Conflict between substitute decision makers (SDMs) and health care providers in the intensive care unit is commonly related to goals of treatment at the end of life. Based on recent court decisions, even medical consensus that ongoing treatment is not clinically indicated cannot justify withdrawal of mechanical ventilation without consent from the SDM. Cardiopulmonary resuscitation (CPR), similar to mechanical ventilation, is a life-sustaining therapy that can result in disagreement between SDMs and clinicians. In contrast to mechanical ventilation, in cases for which CPR is judged by the medical team to not be clinically indicated, there is no explicit or case law in Canada that dictates that withholding/not offering of CPR requires the consent of SDMs. In such cases, physicians can ethically and legally not offer CPR, even against SDM or patient wishes. To ensure that nonclinically indicated CPR is not inappropriately performed, hospitals should consider developing ‘scope of treatment’ forms that make it clear that even if CPR is desired, the individual components of resuscitation to be offered, if any, will be dictated by the medical team’s clinical assessment.

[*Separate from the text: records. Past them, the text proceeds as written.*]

use fenrelay_core::{ConnectionState, DisplayEvent, EngineReply, Position, SessionId};
use tokio::sync::mpsc;

/// Receives everything the relay has to show or act on.
pub trait DisplaySink: Send + Sync + 'static {
    fn position_confirmed(&self, session_id: &SessionId, position: &Position, is_duplicate: bool);

    /// `session_id` is `None` for process-wide changes.
    fn connection_state(&self, session_id: Option<&SessionId>, state: ConnectionState);

    fn request_sent(&self, session_id: &SessionId);

    fn engine_reply(&self, session_id: &SessionId, reply: &EngineReply);
}

/// Sink that forwards every notification as a [`DisplayEvent`].
#[derive(Clone)]
pub struct ChannelSink {
    tx: mpsc::UnboundedSender<DisplayEvent>,
}

impl ChannelSink {
    pub fn new() -> (Self, mpsc::UnboundedReceiver<DisplayEvent>) {
        let (tx, rx) = mpsc::unbounded_channel();
        (Self { tx }, rx)
    }

    fn emit(&self, event: DisplayEvent) {
        let _ = self.tx.send(event);
    }
}

impl DisplaySink for ChannelSink {
    fn position_confirmed(&self, session_id: &SessionId, position: &Position, is_duplicate: bool) {
        self.emit(DisplayEvent::PositionConfirmed {
            session_id: session_id.clone(),
            position: position.clone(),
            is_duplicate,
        });
    }

    fn connection_state(&self, session_id: Option<&SessionId>, state: ConnectionState) {
        self.emit(DisplayEvent::ConnectionChanged {
            session_id: session_id.cloned(),
            state,
        });
    }

    fn request_sent(&self, session_id: &SessionId) {
        self.emit(DisplayEvent::RequestSent {
            session_id: session_id.clone(),
        });
    }

    fn engine_reply(&self, session_id: &SessionId, reply: &EngineReply) {
        self.emit(DisplayEvent::EngineReply {
            session_id: session_id.clone(),
            reply: reply.clone(),
        });
    }
}
use async_trait::async_trait;
use futures::stream::BoxStream;

use crate::errors::LinkError;

/// Inbound text frames. Ends when the peer goes away.
pub type FrameStream = BoxStream<'static, Result<String, LinkError>>;

/// Write half of an engine connection.
#[async_trait]
pub trait FrameSink: Send {
    async fn send_text(&mut self, text: String) -> Result<(), LinkError>;

    /// Best-effort close. Errors are swallowed.
    async fn close(&mut self);
}

/// An open connection, split into its write and read halves.
pub struct EngineConnection {
    pub sink: Box<dyn FrameSink>,
    pub frames: FrameStream,
}

/// Opens connections to the engine.
#[async_trait]
pub trait Connector: Send + Sync + 'static {
    async fn connect(&self, url: &str) -> Result<EngineConnection, LinkError>;
}
use crate::position::NormalizeError;

/// Error taxonomy shared across the relay.
///
/// None of these are fatal: malformed input is dropped, transient and
/// connection errors are retried. Components log them at the boundary and
/// keep running.
#[derive(Clone, Debug, thiserror::Error)]
pub enum RelayError {
    // Dropped
    #[error("malformed input: {0}")]
    MalformedInput(String),

    // Retried
    #[error("temporarily unavailable: {0}")]
    TransientUnavailable(String),
    #[error("connection lost: {0}")]
    ConnectionLost(String),
}

impl RelayError {
    pub fn is_retryable(&self) -> bool {
        matches!(self, Self::TransientUnavailable(_) | Self::ConnectionLost(_))
    }

    /// Short classification string for logging/metrics.
    pub fn error_kind(&self) -> &'static str {
        match self {
            Self::MalformedInput(_) => "malformed_input",
            Self::TransientUnavailable(_) => "transient_unavailable",
            Self::ConnectionLost(_) => "connection_lost",
        }
    }
}

impl From<NormalizeError> for RelayError {
    fn from(e: NormalizeError) -> Self {
        Self::MalformedInput(e.to_string())
    }
}

impl From<serde_json::Error> for RelayError {
    fn from(e: serde_json::Error) -> Self {
        Self::MalformedInput(e.to_string())
    }
}
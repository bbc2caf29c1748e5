//! Board positions in FEN form and the normalizer that completes partial
//! reports to the canonical six-field layout.

use std::fmt;

use serde::{Deserialize, Serialize};

pub const DEFAULT_ACTIVE_COLOR: &str = "w";
/// Unknown castling rights are reported as all-available so the engine
/// still considers castling moves.
pub const DEFAULT_CASTLING: &str = "KQkq";
pub const DEFAULT_EN_PASSANT: &str = "-";
pub const DEFAULT_HALFMOVE_CLOCK: &str = "0";
pub const DEFAULT_FULLMOVE_NUMBER: &str = "1";

const FIELD_COUNT: usize = 6;

/// Trailing-field defaults, indexed by field position.
const DEFAULTS: [&str; FIELD_COUNT] = [
    "",
    DEFAULT_ACTIVE_COLOR,
    DEFAULT_CASTLING,
    DEFAULT_EN_PASSANT,
    DEFAULT_HALFMOVE_CLOCK,
    DEFAULT_FULLMOVE_NUMBER,
];

#[derive(Clone, Debug, PartialEq, Eq, thiserror::Error)]
pub enum NormalizeError {
    #[error("position has no placement field")]
    MissingPlacement,
}

/// A canonical six-field position.
///
/// Only [`normalize`] constructs one, so every `Position` has all six
/// fields. The text form of a report that already carried six fields is
/// kept exactly as the source produced it.
#[derive(Clone, Debug, PartialEq, Eq, Serialize, Deserialize)]
#[serde(try_from = "String", into = "String")]
pub struct Position {
    fen: String,
    fields: [String; FIELD_COUNT],
}

impl Position {
    pub fn placement(&self) -> &str {
        &self.fields[0]
    }

    pub fn active_color(&self) -> &str {
        &self.fields[1]
    }

    pub fn castling_rights(&self) -> &str {
        &self.fields[2]
    }

    pub fn en_passant(&self) -> &str {
        &self.fields[3]
    }

    /// Parsed halfmove clock; `None` when the source sent a non-numeric token.
    pub fn halfmove_clock(&self) -> Option<u32> {
        self.fields[4].parse().ok()
    }

    /// Parsed fullmove number; `None` when the source sent a non-numeric token.
    pub fn fullmove_number(&self) -> Option<u32> {
        self.fields[5].parse().ok()
    }

    pub fn as_fen(&self) -> &str {
        &self.fen
    }

    /// The signature that decides whether a position is new: placement
    /// plus side to move. Castling, en passant and clocks are ignored.
    pub fn key(&self) -> PositionKey {
        PositionKey(format!("{}|{}", self.placement(), self.active_color()))
    }
}

impl fmt::Display for Position {
    fn fmt(&self, f: &mut fmt::Formatter<'_>) -> fmt::Result {
        f.write_str(&self.fen)
    }
}

impl TryFrom<String> for Position {
    type Error = NormalizeError;

    fn try_from(raw: String) -> Result<Self, Self::Error> {
        normalize(&raw)
    }
}

impl From<Position> for String {
    fn from(position: Position) -> Self {
        position.fen
    }
}

/// `placement|activeColor`.
#[derive(Clone, Debug, PartialEq, Eq, Hash)]
pub struct PositionKey(String);

impl PositionKey {
    pub fn as_str(&self) -> &str {
        &self.0
    }
}

impl fmt::Display for PositionKey {
    fn fmt(&self, f: &mut fmt::Formatter<'_>) -> fmt::Result {
        f.write_str(&self.0)
    }
}

/// Complete a raw report to six fields.
///
/// Six-token input is trusted and returned unchanged. Shorter input is
/// padded in field order with the documented defaults. Tokens beyond the
/// sixth are discarded and the canonical text is rebuilt.
pub fn normalize(raw: &str) -> Result<Position, NormalizeError> {
    let tokens: Vec<&str> = raw.split_whitespace().collect();
    if tokens.is_empty() {
        return Err(NormalizeError::MissingPlacement);
    }

    let fields: [String; FIELD_COUNT] = std::array::from_fn(|i| {
        tokens.get(i).copied().unwrap_or(DEFAULTS[i]).to_owned()
    });

    let fen = if tokens.len() == FIELD_COUNT {
        raw.to_owned()
    } else {
        fields.join(" ")
    };

    Ok(Position { fen, fields })
}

重症监护病房中替代决策者(SDM)与医护人员之间的冲突通常与临终治疗目标相关。根据近期的法庭判决,即使医学上达成共识,认为持续治疗无临床指征,但未经SDM同意,也不能擅自撤掉机械通气。心肺复苏(CPR)与机械通气类似,是一种维持生命的治疗手段,可能导致SDM与临床医生之间产生分歧。与机械通气不同,在医疗团队判定CPR无临床指征的情况下,加拿大没有明确的法律或判例法规定,不进行/不提供CPR需要SDM的同意。在这种情况下,医生在伦理和法律上可以不提供CPR,即使这与SDM或患者的意愿相悖。为确保不会不恰当地实施无临床指征的CPR,医院应考虑制定“治疗范围”表格,明确即便希望进行CPR,若要实施复苏的具体组成部分(如有),将由医疗团队的临床评估决定。